Exercise instructions:
Return the lines below exactly as they appear, please, starting with the first and ending with the one that contains "evidence id. A".

#### Records supplied

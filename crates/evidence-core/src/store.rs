//! Content store contract
//!
//! The merge pipeline only needs one thing from storage: the bytes behind an
//! evidence id. A store returning `None` means "nothing to merge" and the
//! evidence is skipped. Store errors are treated the same way.

use crate::decode::EvidencePayload;
use crate::evidence::EvidenceDescriptor;
use async_trait::async_trait;
use std::collections::HashMap;
use std::io::ErrorKind;
use std::path::PathBuf;

pub type StoreError = Box<dyn std::error::Error + Send + Sync>;

#[async_trait]
pub trait ContentStore: Send + Sync {
    /// Resolve an evidence id to its content, `Ok(None)` when there is none
    async fn fetch(&self, id: &str) -> Result<Option<EvidencePayload>, StoreError>;
}

/// Fetch the content for `descriptor`, folding store errors into absence
pub async fn retrieve<S>(store: &S, descriptor: &EvidenceDescriptor) -> Option<EvidencePayload>
where
    S: ContentStore + ?Sized,
{
    match store.fetch(&descriptor.id).await {
        Ok(Some(payload)) => Some(payload),
        Ok(None) => {
            tracing::debug!(id = %descriptor.id, "No content stored for evidence, skipping");
            None
        }
        Err(e) => {
            tracing::warn!(
                id = %descriptor.id,
                name = %descriptor.name,
                "Content store failed, skipping evidence: {}",
                e
            );
            None
        }
    }
}

/// HashMap-backed store
#[derive(Debug, Clone, Default)]
pub struct MemoryContentStore {
    entries: HashMap<String, EvidencePayload>,
}

impl MemoryContentStore {
    pub fn new() -> Self {
        Self::default()
    }

    pub fn insert(&mut self, id: impl Into<String>, payload: EvidencePayload) {
        self.entries.insert(id.into(), payload);
    }

    pub fn with_binary(mut self, id: impl Into<String>, bytes: Vec<u8>) -> Self {
        self.insert(id, EvidencePayload::Binary(bytes));
        self
    }

    pub fn with_text(mut self, id: impl Into<String>, text: impl Into<String>) -> Self {
        self.insert(id, EvidencePayload::Text(text.into()));
        self
    }
}

#[async_trait]
impl ContentStore for MemoryContentStore {
    async fn fetch(&self, id: &str) -> Result<Option<EvidencePayload>, StoreError> {
        Ok(self.entries.get(id).cloned())
    }
}

/// Store that maps each evidence id to a file directly under `root`.
///
/// Files holding a `data:` URL are returned as text payloads, everything
/// else as binary.
#[derive(Debug, Clone)]
pub struct DirContentStore {
    root: PathBuf,
}

impl DirContentStore {
    pub fn new(root: impl Into<PathBuf>) -> Self {
        Self { root: root.into() }
    }
}

#[async_trait]
impl ContentStore for DirContentStore {
    async fn fetch(&self, id: &str) -> Result<Option<EvidencePayload>, StoreError> {
        if !is_plain_file_name(id) {
            tracing::warn!(id, "Evidence id is not a plain file name, ignoring");
            return Ok(None);
        }

        match tokio::fs::read(self.root.join(id)).await {
            Ok(bytes) => Ok(Some(payload_from_file(bytes))),
            Err(e) if e.kind() == ErrorKind::NotFound => Ok(None),
            Err(e) => Err(Box::new(e)),
        }
    }
}

fn is_plain_file_name(id: &str) -> bool {
    !id.is_empty()
        && id != "."
        && id != ".."
        && !id.contains(&['/', '\\', '\0'][..])
}

fn payload_from_file(bytes: Vec<u8>) -> EvidencePayload {
    if !bytes.starts_with(b"data:") {
        return EvidencePayload::Binary(bytes);
    }
    match String::from_utf8(bytes) {
        Ok(text) => EvidencePayload::Text(text),
        Err(e) => EvidencePayload::Binary(e.into_bytes()),
    }
}

#[cfg(test)]
mod tests {
    use super::*;

    struct FailingStore;

    #[async_trait]
    impl ContentStore for FailingStore {
        async fn fetch(&self, _id: &str) -> Result<Option<EvidencePayload>, StoreError> {
            Err("connection reset".into())
        }
    }

    fn descriptor(id: &str) -> EvidenceDescriptor {
        EvidenceDescriptor::new(id, format!("{}.bin", id), "")
    }

    #[tokio::test]
    async fn test_memory_store_hit_and_miss() {
        let store = MemoryContentStore::new().with_binary("a", vec![1, 2]);

        assert_eq!(
            retrieve(&store, &descriptor("a")).await,
            Some(EvidencePayload::Binary(vec![1, 2]))
        );
        assert_eq!(retrieve(&store, &descriptor("b")).await, None);
    }

    #[tokio::test]
    async fn test_store_error_is_absence() {
        assert_eq!(retrieve(&FailingStore, &descriptor("a")).await, None);
    }

    #[tokio::test]
    async fn test_dir_store_reads_binary_and_data_urls() {
        let dir = tempfile::tempdir().unwrap();
        std::fs::write(dir.path().join("scan"), b"%PDF-1.7 ...").unwrap();
        std::fs::write(dir.path().join("photo"), "data:image/png;base64,aGk=").unwrap();
        let store = DirContentStore::new(dir.path());

        assert_eq!(
            store.fetch("scan").await.unwrap(),
            Some(EvidencePayload::Binary(b"%PDF-1.7 ...".to_vec()))
        );
        assert_eq!(
            store.fetch("photo").await.unwrap(),
            Some(EvidencePayload::Text("data:image/png;base64,aGk=".into()))
        );
        assert_eq!(store.fetch("missing").await.unwrap(), None);
    }

    #[tokio::test]
    async fn test_dir_store_rejects_path_traversal() {
        let dir = tempfile::tempdir().unwrap();
        let inner = dir.path().join("store");
        std::fs::create_dir(&inner).unwrap();
        std::fs::write(dir.path().join("secret"), b"secret").unwrap();
        let store = DirContentStore::new(&inner);

        assert_eq!(store.fetch("../secret").await.unwrap(), None);
        assert_eq!(store.fetch("..").await.unwrap(), None);
        assert_eq!(store.fetch("").await.unwrap(), None);
    }

    #[test]
    fn test_non_utf8_data_prefix_stays_binary() {
        let mut bytes = b"data:".to_vec();
        bytes.push(0xff);
        assert_eq!(
            payload_from_file(bytes.clone()),
            EvidencePayload::Binary(bytes)
        );
    }
}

########

Written answer:
filename crates/evidence-core/src/store.rs
//! Content store contract
//!
//! The merge pipeline only needs one thing from storage: the bytes behind an
//! evidence id. A store returning `None` means "nothing to merge" and the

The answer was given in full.